Turismo, spiragli di ottimismo ma siamo orfani degli stranieri
Lieve ripresa a giugno e luglio grazie agli italiani. L’assessore Marchi punta sulla “Via della lana” e sulla “Via medicea”. Federalberghi non si fa illusioni
prato
Il Covid, non ce la fa a seppellire il turismo in città e in provincia. Anche se i dati del primo semestre 2020 hanno registrato una flessione pesante, giugno e luglio hanno riaperto qualche spiraglio di luce. Nel primo semestre del 2019, un anno fa, le presenze e i soggiorni turistici, sia di lavoro sia di piacere, a Prato avevano toccato la punta delle 227mila unità fra strutture alberghiere e bed and breakfast; da gennaio a luglio di quest’anno sono state 127.314 e questo grazie al fatto che negli ultimi due mesi ci sono state 37mila presenze nuove, la maggior parte nei comuni della provincia.

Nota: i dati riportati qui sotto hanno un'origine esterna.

//! # Facilium Authorization Core
//!
//! Role-based access control for the Facilium facility-management
//! platform: a static role→permission registry, pure set-membership
//! predicates over a caller's role list, a session-bound permission
//! facade, and enforcement wrappers gating request handlers.
//!
//! Authentication is someone else's job. This crate consumes the
//! authenticated identity through [`SessionSource`] and answers one
//! question: may this caller do that?
//!
//! ## Example
//!
//! ```rust
//! use facilium_authz::{
//!     guard::require_permission, registry::permission, AccessResolver, Registry, Session,
//!     StaticSession,
//! };
//! use std::sync::Arc;
//!
//! #[tokio::main]
//! async fn main() -> Result<(), Box<dyn std::error::Error>> {
//!     let registry = Arc::new(Registry::default());
//!     let session = Session::new("user:alice").with_roles(["manager"]);
//!     let resolver = AccessResolver::new(registry, Arc::new(StaticSession::from(session)));
//!
//!     let access = require_permission(&resolver, permission::FACILITY_CREATE).await?;
//!     assert!(access.can(permission::BOOKING_MANAGE));
//!
//!     Ok(())
//! }
//! ```

pub mod access;
pub mod error;
pub mod gate;
pub mod guard;
pub mod predicate;
pub mod registry;
pub mod session;

// Re-export commonly used types
pub use access::{session_channel, Access, AccessResolver, AccessWatch, SessionWriter};
pub use error::{AuthzError, Result};
pub use gate::Gate;
pub use guard::Requirement;
pub use registry::{PermissionId, Registry, RoleId};
pub use session::{MemorySessions, Session, SessionSource, StaticSession};

/// Library version
pub const VERSION: &str = env!("CARGO_PKG_VERSION");
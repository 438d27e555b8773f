//! Error types for the authorization core

use crate::guard::Requirement;
use thiserror::Error;

/// Authorization failures
///
/// `SessionLookup` is deliberately distinct from `Unauthorized`: an
/// identity-source outage must surface as a 5xx upstream, never as a
/// misleading 401/403.
#[derive(Debug, Error)]
pub enum AuthzError {
    /// No session/identity present
    #[error("authentication required")]
    Unauthorized,

    /// Session present but the requirement is not satisfied
    #[error("forbidden: missing {0}")]
    Forbidden(Requirement),

    /// The identity source itself failed
    #[error("session lookup failed: {0}")]
    SessionLookup(String),
}

impl AuthzError {
    /// The missing requirement, when this is a `Forbidden` failure.
    pub fn missing_requirement(&self) -> Option<&Requirement> {
        match self {
            AuthzError::Forbidden(requirement) => Some(requirement),
            _ => None,
        }
    }
}

/// Result type for authorization operations
pub type Result<T> = std::result::Result<T, AuthzError>;
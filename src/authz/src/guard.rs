//! Enforcement wrappers
//!
//! Single-shot gates in front of request handlers. Each invocation
//! resolves the session once, checks one [`Requirement`], and either
//! forwards to the handler unchanged or fails with a structured error:
//!
//! - no session at all → [`AuthzError::Unauthorized`], checked before
//!   any permission/role evaluation;
//! - session present but requirement unmet → [`AuthzError::Forbidden`]
//!   naming the full missing requirement;
//! - identity-source failure → propagated unchanged, never downgraded
//!   to `Unauthorized`.

use crate::access::{Access, AccessResolver};
use crate::error::{AuthzError, Result};
use futures::future::BoxFuture;
use serde::Serialize;
use std::fmt;
use std::future::Future;
use tracing::debug;

/// One gate requirement.
///
/// `Any*` lists follow OR semantics and fail when empty; `All*` lists
/// follow AND semantics and are vacuously satisfied when empty. The
/// whole value is serialized into Forbidden error payloads, so the
/// surrounding HTTP layer can name exactly what was missing.
#[derive(Debug, Clone, PartialEq, Eq, Serialize)]
#[serde(tag = "kind", content = "value", rename_all = "snake_case")]
pub enum Requirement {
    Permission(String),
    Role(String),
    AnyPermission(Vec<String>),
    AllPermissions(Vec<String>),
    AnyRole(Vec<String>),
    AllRoles(Vec<String>),
}

impl Requirement {
    /// Whether the facade satisfies this requirement.
    pub fn satisfied_by(&self, access: &Access) -> bool {
        match self {
            Requirement::Permission(p) => access.can(p),
            Requirement::Role(r) => access.is(r),
            Requirement::AnyPermission(ps) => access.can_any(ps),
            Requirement::AllPermissions(ps) => access.can_all(ps),
            Requirement::AnyRole(rs) => access.is_any(rs),
            Requirement::AllRoles(rs) => access.is_all(rs),
        }
    }

    /// Gate check: Unauthorized for anonymous callers, Forbidden when
    /// the requirement is unmet, Ok otherwise.
    pub fn check(&self, access: &Access) -> Result<()> {
        if access.session().is_none() {
            debug!(requirement = %self, "denied: no session");
            return Err(AuthzError::Unauthorized);
        }

        if self.satisfied_by(access) {
            Ok(())
        } else {
            debug!(requirement = %self, roles = ?access.roles(), "denied: requirement not met");
            Err(AuthzError::Forbidden(self.clone()))
        }
    }
}

impl fmt::Display for Requirement {
    fn fmt(&self, f: &mut fmt::Formatter<'_>) -> fmt::Result {
        match self {
            Requirement::Permission(p) => write!(f, "permission '{}'", p),
            Requirement::Role(r) => write!(f, "role '{}'", r),
            Requirement::AnyPermission(ps) => {
                write!(f, "any of permissions [{}]", ps.join(", "))
            }
            Requirement::AllPermissions(ps) => {
                write!(f, "all of permissions [{}]", ps.join(", "))
            }
            Requirement::AnyRole(rs) => write!(f, "any of roles [{}]", rs.join(", ")),
            Requirement::AllRoles(rs) => write!(f, "all of roles [{}]", rs.join(", ")),
        }
    }
}

/// Resolve the session and enforce `requirement`, returning the facade
/// for the handler's own use.
pub async fn require(resolver: &AccessResolver, requirement: Requirement) -> Result<Access> {
    let access = resolver.resolve().await?;
    requirement.check(&access)?;
    Ok(access)
}

pub async fn require_permission(
    resolver: &AccessResolver,
    permission: impl Into<String>,
) -> Result<Access> {
    require(resolver, Requirement::Permission(permission.into())).await
}

pub async fn require_role(resolver: &AccessResolver, role: impl Into<String>) -> Result<Access> {
    require(resolver, Requirement::Role(role.into())).await
}

pub async fn require_any_permission<S: Into<String>>(
    resolver: &AccessResolver,
    permissions: impl IntoIterator<Item = S>,
) -> Result<Access> {
    require(
        resolver,
        Requirement::AnyPermission(permissions.into_iter().map(Into::into).collect()),
    )
    .await
}

pub async fn require_all_permissions<S: Into<String>>(
    resolver: &AccessResolver,
    permissions: impl IntoIterator<Item = S>,
) -> Result<Access> {
    require(
        resolver,
        Requirement::AllPermissions(permissions.into_iter().map(Into::into).collect()),
    )
    .await
}

pub async fn require_any_role<S: Into<String>>(
    resolver: &AccessResolver,
    roles: impl IntoIterator<Item = S>,
) -> Result<Access> {
    require(
        resolver,
        Requirement::AnyRole(roles.into_iter().map(Into::into).collect()),
    )
    .await
}

pub async fn require_all_roles<S: Into<String>>(
    resolver: &AccessResolver,
    roles: impl IntoIterator<Item = S>,
) -> Result<Access> {
    require(
        resolver,
        Requirement::AllRoles(roles.into_iter().map(Into::into).collect()),
    )
    .await
}

/// Wrap a handler behind a requirement, preserving its signature.
///
/// The returned callable checks the gate first; on success it forwards
/// its argument to `handler` unchanged and yields the handler's result,
/// on failure the handler is never invoked. Handlers taking several
/// values use a tuple argument.
pub fn with_requirement<A, T, F, Fut>(
    resolver: AccessResolver,
    requirement: Requirement,
    handler: F,
) -> impl Fn(A) -> BoxFuture<'static, Result<T>>
where
    A: Send + 'static,
    T: Send + 'static,
    F: Fn(A) -> Fut + Clone + Send + Sync + 'static,
    Fut: Future<Output = T> + Send + 'static,
{
    move |args: A| {
        let resolver = resolver.clone();
        let requirement = requirement.clone();
        let handler = handler.clone();

        Box::pin(async move {
            let access = resolver.resolve().await?;
            requirement.check(&access)?;
            Ok(handler(args).await)
        })
    }
}

/// [`with_requirement`] for a single permission.
pub fn with_permission<A, T, F, Fut>(
    resolver: AccessResolver,
    permission: impl Into<String>,
    handler: F,
) -> impl Fn(A) -> BoxFuture<'static, Result<T>>
where
    A: Send + 'static,
    T: Send + 'static,
    F: Fn(A) -> Fut + Clone + Send + Sync + 'static,
    Fut: Future<Output = T> + Send + 'static,
{
    with_requirement(resolver, Requirement::Permission(permission.into()), handler)
}

/// [`with_requirement`] for a single role.
pub fn with_role<A, T, F, Fut>(
    resolver: AccessResolver,
    role: impl Into<String>,
    handler: F,
) -> impl Fn(A) -> BoxFuture<'static, Result<T>>
where
    A: Send + 'static,
    T: Send + 'static,
    F: Fn(A) -> Fut + Clone + Send + Sync + 'static,
    Fut: Future<Output = T> + Send + 'static,
{
    with_requirement(resolver, Requirement::Role(role.into()), handler)
}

Una piccola impennata estiva data soprattutto dal turismo italiano e di prossimità, come piace adesso chiamarlo. In termini assoluti, il raffronto con il 2019 disegna una “debacle” e nei primi sette mesi di quest’anno si è arrivati a toccare un meno 66,5% di presenze, una percentuale così pesantemente in ribasso dovuta soprattutto al blocco da marzo a maggio di ogni possibilità di movimento e soggiorno. «Il 2020 era partito molto bene e ricordiamoci che nel 2019 abbiamo avuto centinaia di migliaia di presenze del turismo cinese e giapponese – spiega Rodolfo Tomada, presidente di Federalberghi di Prato – Anche febbraio stava andando bene, poi da marzo il blocco totale a causa del Covid ha fatto chiudere tutto. C’è stata una ripresa in questi mesi estivi, ma potrebbe esser un fuoco fatuo, a giorni ci ritroviamo con il drammatico problema del calo turistico e strutture alberghiere che non ce la fanno più».

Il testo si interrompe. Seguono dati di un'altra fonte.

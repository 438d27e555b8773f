//! # Authorization HTTP Server
//!
//! HTTP front for the Facilium authorization core. Thin route handlers
//! resolve the caller's session from a bearer token and shell out to the
//! enforcement guards; the only logic here is translating structured
//! authorization failures into transport status codes.
//!
//! ## Endpoints
//!
//! - `GET /health` - Health check
//! - `GET /v1/me` - Caller's identity, roles, and permission union
//! - `GET|PUT|DELETE /v1/organization` - Organization routes (view/edit/delete)
//! - `POST /v1/facilities`, `DELETE /v1/facilities/:id` - Facility routes
//! - `GET /v1/members` - Membership listing (any member permission)
//!
//! ## Configuration
//!
//! Environment variables:
//! - `PORT` - HTTP server port (default: 8080)
//! - `RUST_LOG` - Log level (default: info)

use axum::{
    extract::{Path, State},
    http::{header, HeaderMap, StatusCode},
    response::{IntoResponse, Json, Response},
    routing::{delete, get, post},
    serve, Router,
};
use facilium_authz::{
    guard::{require_any_permission, require_permission},
    registry::{permission, role},
    AccessResolver, AuthzError, MemorySessions, Registry, Requirement, Session,
};
use serde::Serialize;
use std::collections::BTreeSet;
use std::net::SocketAddr;
use std::sync::Arc;
use tokio::signal;
use tower::ServiceBuilder;
use tower_http::{
    cors::{Any, CorsLayer},
    trace::{DefaultOnResponse, TraceLayer},
};
use tracing::{info, Level};
use tracing_subscriber::{layer::SubscriberExt, util::SubscriberInitExt};

/// Shared application state
#[derive(Clone)]
struct AppState {
    registry: Arc<Registry>,
    sessions: Arc<MemorySessions>,
}

impl AppState {
    /// Resolver bound to this request's bearer token.
    fn resolver(&self, headers: &HeaderMap) -> AccessResolver {
        let token = bearer_token(headers);
        AccessResolver::new(
            Arc::clone(&self.registry),
            Arc::new(self.sessions.for_token(token)),
        )
    }
}

fn bearer_token(headers: &HeaderMap) -> Option<String> {
    headers
        .get(header::AUTHORIZATION)
        .and_then(|v| v.to_str().ok())
        .and_then(|v| v.strip_prefix("Bearer "))
        .map(|v| v.to_string())
}

/// Error response body
#[derive(Debug, Serialize)]
struct ErrorResponse {
    error: String,
    #[serde(skip_serializing_if = "Option::is_none")]
    missing: Option<Requirement>,
}

/// Application error type
#[derive(Debug)]
struct AppError(AuthzError);

impl IntoResponse for AppError {
    fn into_response(self) -> Response {
        let status = match &self.0 {
            AuthzError::Unauthorized => StatusCode::UNAUTHORIZED,
            AuthzError::Forbidden(_) => StatusCode::FORBIDDEN,
            AuthzError::SessionLookup(_) => StatusCode::INTERNAL_SERVER_ERROR,
        };

        let missing = self.0.missing_requirement().cloned();
        let body = Json(ErrorResponse {
            error: self.0.to_string(),
            missing,
        });

        (status, body).into_response()
    }
}

impl From<AuthzError> for AppError {
    fn from(err: AuthzError) -> Self {
        AppError(err)
    }
}

/// Health check response
#[derive(Debug, Serialize)]
struct HealthResponse {
    status: String,
    version: String,
}

/// GET /health - Health check endpoint
async fn health_check() -> Json<HealthResponse> {
    Json(HealthResponse {
        status: "healthy".to_string(),
        version: facilium_authz::VERSION.to_string(),
    })
}

/// Caller introspection response
#[derive(Debug, Serialize)]
struct MeResponse {
    user_id: String,
    roles: Vec<String>,
    permissions: BTreeSet<String>,
}

/// GET /v1/me - The caller's resolved identity
async fn me(State(state): State<AppState>, headers: HeaderMap) -> Result<Json<MeResponse>, AppError> {
    let access = state.resolver(&headers).resolve().await?;
    let session = access.session().ok_or(AuthzError::Unauthorized)?;

    Ok(Json(MeResponse {
        user_id: session.user_id.clone(),
        roles: access.roles().to_vec(),
        permissions: access.permissions().into_iter().collect(),
    }))
}

#[derive(Debug, Serialize)]
struct OrganizationResponse {
    id: String,
    name: String,
}

/// GET /v1/organization - requires org:view
async fn view_organization(
    State(state): State<AppState>,
    headers: HeaderMap,
) -> Result<Json<OrganizationResponse>, AppError> {
    require_permission(&state.resolver(&headers), permission::ORG_VIEW).await?;

    Ok(Json(OrganizationResponse {
        id: "org-1".to_string(),
        name: "Facilium Demo Org".to_string(),
    }))
}

/// PUT /v1/organization - requires org:edit
async fn edit_organization(
    State(state): State<AppState>,
    headers: HeaderMap,
) -> Result<StatusCode, AppError> {
    let access = require_permission(&state.resolver(&headers), permission::ORG_EDIT).await?;
    info!(user_id = %access.session().map(|s| s.user_id.as_str()).unwrap_or(""), "organization updated");
    Ok(StatusCode::NO_CONTENT)
}

/// DELETE /v1/organization - requires org:delete
async fn delete_organization(
    State(state): State<AppState>,
    headers: HeaderMap,
) -> Result<StatusCode, AppError> {
    require_permission(&state.resolver(&headers), permission::ORG_DELETE).await?;
    Ok(StatusCode::NO_CONTENT)
}

#[derive(Debug, Serialize)]
struct FacilityResponse {
    id: String,
}

/// POST /v1/facilities - requires facility:create
async fn create_facility(
    State(state): State<AppState>,
    headers: HeaderMap,
) -> Result<(StatusCode, Json<FacilityResponse>), AppError> {
    require_permission(&state.resolver(&headers), permission::FACILITY_CREATE).await?;

    Ok((
        StatusCode::CREATED,
        Json(FacilityResponse {
            id: "facility-1".to_string(),
        }),
    ))
}

/// DELETE /v1/facilities/:id - requires facility:delete
async fn delete_facility(
    State(state): State<AppState>,
    headers: HeaderMap,
    Path(id): Path<String>,
) -> Result<StatusCode, AppError> {
    require_permission(&state.resolver(&headers), permission::FACILITY_DELETE).await?;
    info!(facility_id = %id, "facility deleted");
    Ok(StatusCode::NO_CONTENT)
}

/// GET /v1/members - requires any member permission
async fn list_members(
    State(state): State<AppState>,
    headers: HeaderMap,
) -> Result<Json<Vec<String>>, AppError> {
    require_any_permission(
        &state.resolver(&headers),
        [permission::MEMBER_VIEW, permission::MEMBER_MANAGE],
    )
    .await?;

    Ok(Json(vec!["alice".to_string(), "bob".to_string()]))
}

/// Create the HTTP router with all endpoints
fn create_router(state: AppState) -> Router {
    let cors = CorsLayer::new()
        .allow_origin(Any)
        .allow_methods(Any)
        .allow_headers(Any);

    let trace = TraceLayer::new_for_http().on_response(DefaultOnResponse::new().level(Level::INFO));

    Router::new()
        .route("/health", get(health_check))
        .route("/v1/me", get(me))
        .route(
            "/v1/organization",
            get(view_organization)
                .put(edit_organization)
                .delete(delete_organization),
        )
        .route("/v1/facilities", post(create_facility))
        .route("/v1/facilities/:id", delete(delete_facility))
        .route("/v1/members", get(list_members))
        .layer(ServiceBuilder::new().layer(trace).layer(cors))
        .with_state(state)
}

/// Seed demo sessions, one per role.
async fn seed_sessions(sessions: &MemorySessions) {
    for role in role::ALL {
        let token = format!("{}-token", role);
        let session = Session::new(format!("user:{}", role)).with_roles([role]);
        sessions.insert(&token, session).await;
        info!(token = %token, role = %role, "seeded demo session");
    }
}

/// Graceful shutdown handler
async fn shutdown_signal() {
    let ctrl_c = async {
        signal::ctrl_c()
            .await
            .expect("failed to install Ctrl+C handler");
    };

    #[cfg(unix)]
    let terminate = async {
        signal::unix::signal(signal::unix::SignalKind::terminate())
            .expect("failed to install SIGTERM handler")
            .recv()
            .await;
    };

    #[cfg(not(unix))]
    let terminate = std::future::pending::<()>();

    tokio::select! {
        _ = ctrl_c => {
            info!("Received Ctrl+C signal");
        }
        _ = terminate => {
            info!("Received SIGTERM signal");
        }
    }

    info!("Starting graceful shutdown");
}

/// Main server entrypoint
#[tokio::main]
async fn main() -> std::io::Result<()> {
    tracing_subscriber::registry()
        .with(
            tracing_subscriber::EnvFilter::try_from_default_env()
                .unwrap_or_else(|_| "info".into()),
        )
        .with(tracing_subscriber::fmt::layer())
        .init();

    info!(
        "Starting Facilium authorization server v{}",
        facilium_authz::VERSION
    );

    let port: u16 = std::env::var("PORT")
        .ok()
        .and_then(|s| s.parse().ok())
        .unwrap_or(8080);

    let sessions = Arc::new(MemorySessions::new());
    seed_sessions(&sessions).await;

    let state = AppState {
        registry: Arc::new(Registry::default()),
        sessions,
    };

    let app = create_router(state);
    let addr = SocketAddr::from(([0, 0, 0, 0], port));

    info!("Listening on {}", addr);

    let listener = tokio::net::TcpListener::bind(addr).await?;

    serve(listener, app.into_make_service())
        .with_graceful_shutdown(shutdown_signal())
        .await?;

    info!("Server shut down gracefully");
    Ok(())
}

Nel mese di giugno, però, nei comuni della provincia si è registrato un aumento delle presenze turistiche dello 0,1 % rispetto ad un anno fa, un piccolo rialzo percentuale indice di un miglioramento. L’offerta turistica delle colline sia del Montalbano sia della Val bisenzio, con agriturismi e bed and breakfast, migliora la ricezione in ambienti e paesaggi che possono concorrere ad un salto di qualità. Ci sono poi da aggiungere la “Via della lana” da Bologna a Prato, attraverso l’Appennino Tosco-emiliano, e la “Via medicea” che collega le Cascine di Tavola alla via Francigena dopo Cerreto Guidi, nell’Empolese, passando da Poggio e Carmignano. La “Via della lana” sia a giugno sia a luglio è stata un successo di partecipazione.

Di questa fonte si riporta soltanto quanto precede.